▸ Problem statement
The sole answer should be the number of lines in the material below that hold "derive".

▸ Source material
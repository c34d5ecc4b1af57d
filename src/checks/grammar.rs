//! Argument checks for `tocar`, `pausa` and `forma_onda`.
//!
//! The command is picked from the line prefix ([`Command::from_line`]) and
//! each variant has its own rule:
//!
//! | command | shape | checked |
//! |---|---|---|
//! | `tocar` | `tocar <note> <duration>;` or `tocar <a b c> <duration>;` | duration |
//! | `pausa` | `pausa <duration>;` | duration |
//! | `forma_onda` | `forma_onda <waveform>;` | waveform |
//!
//! Notes and chord contents are never rejected: a word that is not a known
//! note may be a chord or variable name bound elsewhere.
//!
//! A duration is accepted when it is in the duration table or a common
//! parameter name. Inside a `funcao` body any digit-free word is accepted too,
//! since it can be one of the function's parameters.

use super::LineContext;
use crate::diagnostic::{Diagnostic, Severity};
use crate::keywords::{
    is_common_parameter, is_probable_parameter, is_valid_duration, is_valid_note,
    is_valid_waveform, PLAY, REST, VALID_DURATIONS, VALID_WAVEFORMS, WAVEFORM,
};
use crate::lexer::tokens;
use regex::Regex;
use std::sync::LazyLock;
use tracing::trace;

static NOTE_NAME: LazyLock<Regex> =
    LazyLock::new(|| Regex::new(r"^([a-zA-Z]+)([#b])?$").expect("note pattern is valid"));

/// Commands with argument rules.
#[derive(Debug, Clone, Copy, PartialEq, Eq)]
pub enum Command {
    Play,
    Rest,
    Waveform,
}

impl Command {
    /// Command a trimmed line starts with, if any. The keyword must be
    /// followed by a space.
    pub fn from_line(text: &str) -> Option<Self> {
        [Command::Play, Command::Rest, Command::Waveform]
            .into_iter()
            .find(|command| {
                text.strip_prefix(command.keyword())
                    .is_some_and(|rest| rest.starts_with(' '))
            })
    }

    pub fn keyword(self) -> &'static str {
        match self {
            Command::Play => PLAY,
            Command::Rest => REST,
            Command::Waveform => WAVEFORM,
        }
    }

    fn usage(self) -> &'static str {
        match self {
            Command::Play => "'tocar <note> <duration>;' or 'tocar <chord> <duration>;'",
            Command::Rest => "'pausa <duration>;'",
            Command::Waveform => "'forma_onda <waveform>;'",
        }
    }
}

pub fn check(line: &LineContext, diagnostics: &mut Vec<Diagnostic>) {
    let Some(command) = Command::from_line(line.trimmed) else {
        return;
    };
    let statement = line.trimmed.strip_suffix(';').unwrap_or(line.trimmed);
    let parts = tokens(statement);

    match command {
        Command::Play => check_play(line, &parts, diagnostics),
        Command::Rest => check_rest(line, &parts, diagnostics),
        Command::Waveform => check_waveform(line, &parts, diagnostics),
    }
}

fn check_play(line: &LineContext, parts: &[&str], diagnostics: &mut Vec<Diagnostic>) {
    if parts.len() < 3 {
        diagnostics.push(incomplete(line, Command::Play));
        return;
    }

    let duration = if parts[1].starts_with('<') {
        // Chord literal: contents are not checked, the duration follows `>`.
        // An unclosed literal is left to the balance check.
        parts
            .iter()
            .position(|p| p.ends_with('>'))
            .and_then(|close| parts.get(close + 1).copied())
    } else {
        if let Some(caps) = NOTE_NAME.captures(parts[1]) {
            if !is_valid_note(&caps[1]) {
                trace!(token = parts[1], "unknown note name accepted as identifier");
            }
        }
        Some(parts[2])
    };

    if let Some(duration) = duration {
        if !accepts_duration(line, duration) {
            diagnostics.push(invalid_duration(line, duration));
        }
    }
}

fn check_rest(line: &LineContext, parts: &[&str], diagnostics: &mut Vec<Diagnostic>) {
    match parts.get(1) {
        None => diagnostics.push(incomplete(line, Command::Rest)),
        Some(&duration) => {
            if !accepts_duration(line, duration) {
                diagnostics.push(invalid_duration(line, duration));
            }
        }
    }
}

fn check_waveform(line: &LineContext, parts: &[&str], diagnostics: &mut Vec<Diagnostic>) {
    if let Some(&waveform) = parts.get(1) {
        if !is_valid_waveform(waveform) {
            let (start, end) = line.token_range(waveform);
            diagnostics.push(Diagnostic::on_line(
                line.index,
                start,
                end,
                format!(
                    "invalid waveform: '{}'. Valid values: {}",
                    waveform,
                    VALID_WAVEFORMS.join(", ")
                ),
                Severity::Error,
            ));
        }
    }
}

fn accepts_duration(line: &LineContext, word: &str) -> bool {
    is_valid_duration(word)
        || is_common_parameter(word)
        || (line.in_function && is_probable_parameter(word))
}

fn invalid_duration(line: &LineContext, duration: &str) -> Diagnostic {
    let (start, end) = line.token_range(duration);
    Diagnostic::on_line(
        line.index,
        start,
        end,
        format!(
            "invalid duration: '{}'. Valid values: {}",
            duration,
            VALID_DURATIONS.join(", ")
        ),
        Severity::Error,
    )
}

fn incomplete(line: &LineContext, command: Command) -> Diagnostic {
    let (start, end) = line.statement_range();
    Diagnostic::on_line(
        line.index,
        start,
        end,
        format!(
            "incomplete command '{}'. Usage: {}",
            command.keyword(),
            command.usage()
        ),
        Severity::Error,
    )
}

#[cfg(test)]
mod tests {
    use super::*;
    use crate::lexer::strip_comments;

    fn run(text: &str) -> Vec<Diagnostic> {
        run_in(text, false)
    }

    fn run_in(text: &str, in_function: bool) -> Vec<Diagnostic> {
        let stripped = strip_comments(text);
        let mut out = Vec::new();
        check(
            &LineContext::new(0, text, &stripped).in_function(in_function),
            &mut out,
        );
        out
    }

    #[test]
    fn test_command_dispatch() {
        assert_eq!(Command::from_line("tocar do minima;"), Some(Command::Play));
        assert_eq!(Command::from_line("pausa minima;"), Some(Command::Rest));
        assert_eq!(Command::from_line("forma_onda sine;"), Some(Command::Waveform));
        assert_eq!(Command::from_line("tocar_acorde x;"), None);
        assert_eq!(Command::from_line("tocar"), None);
    }

    #[test]
    fn test_valid_play() {
        assert!(run("tocar do minima;").is_empty());
        assert!(run("tocar fa# colcheia;").is_empty());
        assert!(run("tocar DoMaior semibreve;").is_empty());
    }

    #[test]
    fn test_invalid_duration_position() {
        let out = run("tocar do xyz;");
        assert_eq!(out.len(), 1);
        assert_eq!(out[0].severity, Severity::Error);
        assert_eq!((out[0].range.start.column, out[0].range.end.column), (9, 12));
        assert_eq!(
            out[0].message,
            "invalid duration: 'xyz'. Valid values: breve, semibreve, minima, seminima, colcheia, semicolcheia, fusa, semifusa"
        );
    }

    #[test]
    fn test_position_follows_original_line() {
        let out = run(r"\_ nota _/   tocar   re   4;");
        assert_eq!(out.len(), 1);
        assert_eq!((out[0].range.start.column, out[0].range.end.column), (26, 27));
    }

    #[test]
    fn test_incomplete_play() {
        let out = run("tocar do;");
        assert_eq!(out.len(), 1);
        assert!(out[0].message.starts_with("incomplete command 'tocar'"));
        assert_eq!((out[0].range.start.column, out[0].range.end.column), (0, 9));
    }

    #[test]
    fn test_chord_literal() {
        assert!(run("tocar <do mi sol> minima;").is_empty());
        assert!(run("tocar <xx yy> minima;").is_empty());
        let out = run("tocar <do mi sol> m1nima;");
        assert_eq!(out.len(), 1);
        assert!(out[0].message.contains("'m1nima'"));
    }

    #[test]
    fn test_chord_literal_without_duration() {
        assert!(run("tocar <do mi sol>;").is_empty());
        assert!(run("tocar <do mi sol minima;").is_empty());
    }

    #[test]
    fn test_common_parameter_accepted_everywhere() {
        assert!(run("tocar nota duracao;").is_empty());
        assert!(run("pausa tempo;").is_empty());
    }

    #[test]
    fn test_identifier_accepted_only_inside_function() {
        assert_eq!(run("tocar do d;").len(), 1);
        assert!(run_in("tocar do d;", true).is_empty());
        assert_eq!(run_in("tocar do d2;", true).len(), 1);
    }

    #[test]
    fn test_rest() {
        assert!(run("pausa seminima;").is_empty());
        let out = run("pausa longa;");
        assert_eq!(out.len(), 1);
        assert_eq!((out[0].range.start.column, out[0].range.end.column), (6, 11));
    }

    #[test]
    fn test_incomplete_rest() {
        let out = run("pausa ;");
        assert_eq!(out.len(), 1);
        assert!(out[0].message.starts_with("incomplete command 'pausa'"));
    }

    #[test]
    fn test_waveform() {
        assert!(run("forma_onda square;").is_empty());
        let out = run("forma_onda ruido;");
        assert_eq!(out.len(), 1);
        assert_eq!(out[0].severity, Severity::Error);
        assert!(out[0]
            .message
            .ends_with("Valid values: sine, square, triangle, sawtooth"));
        assert_eq!((out[0].range.start.column, out[0].range.end.column), (11, 16));
    }
}
//! # Documents and publication
//!
//! The host side of the linter:
//! - [`Document`] - a URI, a language id and the current text
//! - [`DocumentProvider`] - read-only access to document text by URI
//! - [`DiagnosticPublisher`] - the single output boundary of a validation pass
//! - [`DiagnosticCollection`] - in-memory publisher; each publish replaces the
//!   whole set for that URI
//! - [`DocumentStore`] - in-memory provider for open documents

use crate::diagnostic::Diagnostic;
use crate::error::LintError;
use std::collections::HashMap;
use std::fs;
use std::path::Path;

/// Language id of MelodyScript documents.
pub const LANGUAGE_ID: &str = "melodyscript";

/// File extension of MelodyScript sources.
pub const EXTENSION: &str = "mscr";

#[derive(Debug, Clone, PartialEq, Eq)]
pub struct Document {
    pub uri: String,
    pub language_id: String,
    pub text: String,
}

impl Document {
    pub fn new(uri: impl Into<String>, language_id: impl Into<String>, text: impl Into<String>) -> Self {
        Self {
            uri: uri.into(),
            language_id: language_id.into(),
            text: text.into(),
        }
    }

    /// A MelodyScript document held in memory.
    pub fn melodyscript(uri: impl Into<String>, text: impl Into<String>) -> Self {
        Self::new(uri, LANGUAGE_ID, text)
    }

    /// Read a document from disk. The language id follows the extension.
    pub fn from_path(path: impl AsRef<Path>) -> Result<Self, LintError> {
        let path = path.as_ref();
        let text = fs::read_to_string(path).map_err(|source| LintError::Io {
            path: path.to_path_buf(),
            source,
        })?;
        let language_id = match path.extension().and_then(|e| e.to_str()) {
            Some(EXTENSION) => LANGUAGE_ID.to_string(),
            Some(other) => other.to_string(),
            None => "plaintext".to_string(),
        };
        Ok(Self::new(path.display().to_string(), language_id, text))
    }

    pub fn is_melodyscript(&self) -> bool {
        self.language_id == LANGUAGE_ID
    }

    pub fn lines(&self) -> impl Iterator<Item = &str> {
        self.text.split('\n')
    }
}

/// Read-only access to document text.
pub trait DocumentProvider {
    fn text(&self, uri: &str) -> Option<&str>;

    fn line_count(&self, uri: &str) -> Option<usize> {
        self.text(uri).map(|text| text.split('\n').count())
    }

    fn line(&self, uri: &str, index: usize) -> Option<&str> {
        self.text(uri)?.split('\n').nth(index)
    }
}

/// Sink for the diagnostics of a validation pass.
pub trait DiagnosticPublisher {
    /// Replace everything previously published for `uri`.
    fn publish(&mut self, uri: &str, diagnostics: Vec<Diagnostic>);
}

#[derive(Debug, Default)]
pub struct DiagnosticCollection {
    entries: HashMap<String, Vec<Diagnostic>>,
}

impl DiagnosticCollection {
    pub fn new() -> Self {
        Self::default()
    }

    pub fn get(&self, uri: &str) -> &[Diagnostic] {
        self.entries.get(uri).map(Vec::as_slice).unwrap_or(&[])
    }
}

impl DiagnosticPublisher for DiagnosticCollection {
    fn publish(&mut self, uri: &str, diagnostics: Vec<Diagnostic>) {
        self.entries.insert(uri.to_string(), diagnostics);
    }
}

#[derive(Debug, Default)]
pub struct DocumentStore {
    documents: HashMap<String, Document>,
}

impl DocumentStore {
    pub fn new() -> Self {
        Self::default()
    }

    /// Insert or replace a document, keyed by its URI.
    pub fn upsert(&mut self, document: Document) {
        self.documents.insert(document.uri.clone(), document);
    }

    pub fn get(&self, uri: &str) -> Option<&Document> {
        self.documents.get(uri)
    }
}

impl DocumentProvider for DocumentStore {
    fn text(&self, uri: &str) -> Option<&str> {
        self.documents.get(uri).map(|d| d.text.as_str())
    }
}

#[cfg(test)]
mod tests {
    use super::*;
    use crate::diagnostic::Severity;
    use std::io::Write;

    #[test]
    fn test_publish_replaces_previous_set() {
        let mut collection = DiagnosticCollection::new();
        collection.publish(
            "a.mscr",
            vec![
                Diagnostic::on_line(0, 0, 1, "one", Severity::Error),
                Diagnostic::on_line(1, 0, 1, "two", Severity::Warning),
            ],
        );
        collection.publish("a.mscr", vec![Diagnostic::on_line(3, 0, 1, "three", Severity::Error)]);
        assert_eq!(collection.get("a.mscr").len(), 1);
        assert_eq!(collection.get("a.mscr")[0].message, "three");

        collection.publish("a.mscr", Vec::new());
        assert!(collection.get("a.mscr").is_empty());
    }

    #[test]
    fn test_publish_is_per_uri() {
        let mut collection = DiagnosticCollection::new();
        collection.publish("a.mscr", vec![Diagnostic::on_line(0, 0, 1, "a", Severity::Error)]);
        collection.publish("b.mscr", Vec::new());
        assert_eq!(collection.get("a.mscr").len(), 1);
        assert!(collection.get("b.mscr").is_empty());
        assert!(collection.get("c.mscr").is_empty());
    }

    #[test]
    fn test_store_provides_lines() {
        let mut store = DocumentStore::new();
        store.upsert(Document::melodyscript("s.mscr", "tempo 120;\ntocar do minima;\n"));
        assert_eq!(store.line_count("s.mscr"), Some(3));
        assert_eq!(store.line("s.mscr", 1), Some("tocar do minima;"));
        assert_eq!(store.line("s.mscr", 7), None);
        assert_eq!(store.text("other.mscr"), None);
    }

    #[test]
    fn test_from_path_sets_language() {
        let dir = tempfile::tempdir().unwrap();
        let path = dir.path().join("song.mscr");
        let mut file = fs::File::create(&path).unwrap();
        writeln!(file, "tocar do minima;").unwrap();

        let doc = Document::from_path(&path).unwrap();
        assert!(doc.is_melodyscript());
        assert_eq!(doc.lines().next(), Some("tocar do minima;"));

        let other = dir.path().join("notes.txt");
        fs::write(&other, "x").unwrap();
        assert_eq!(Document::from_path(&other).unwrap().language_id, "txt");
    }

    #[test]
    fn test_from_path_missing_file() {
        let err = Document::from_path("/nonexistent/song.mscr").unwrap_err();
        assert!(matches!(err, LintError::Io { .. }));
    }
}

▸ Problem solution
4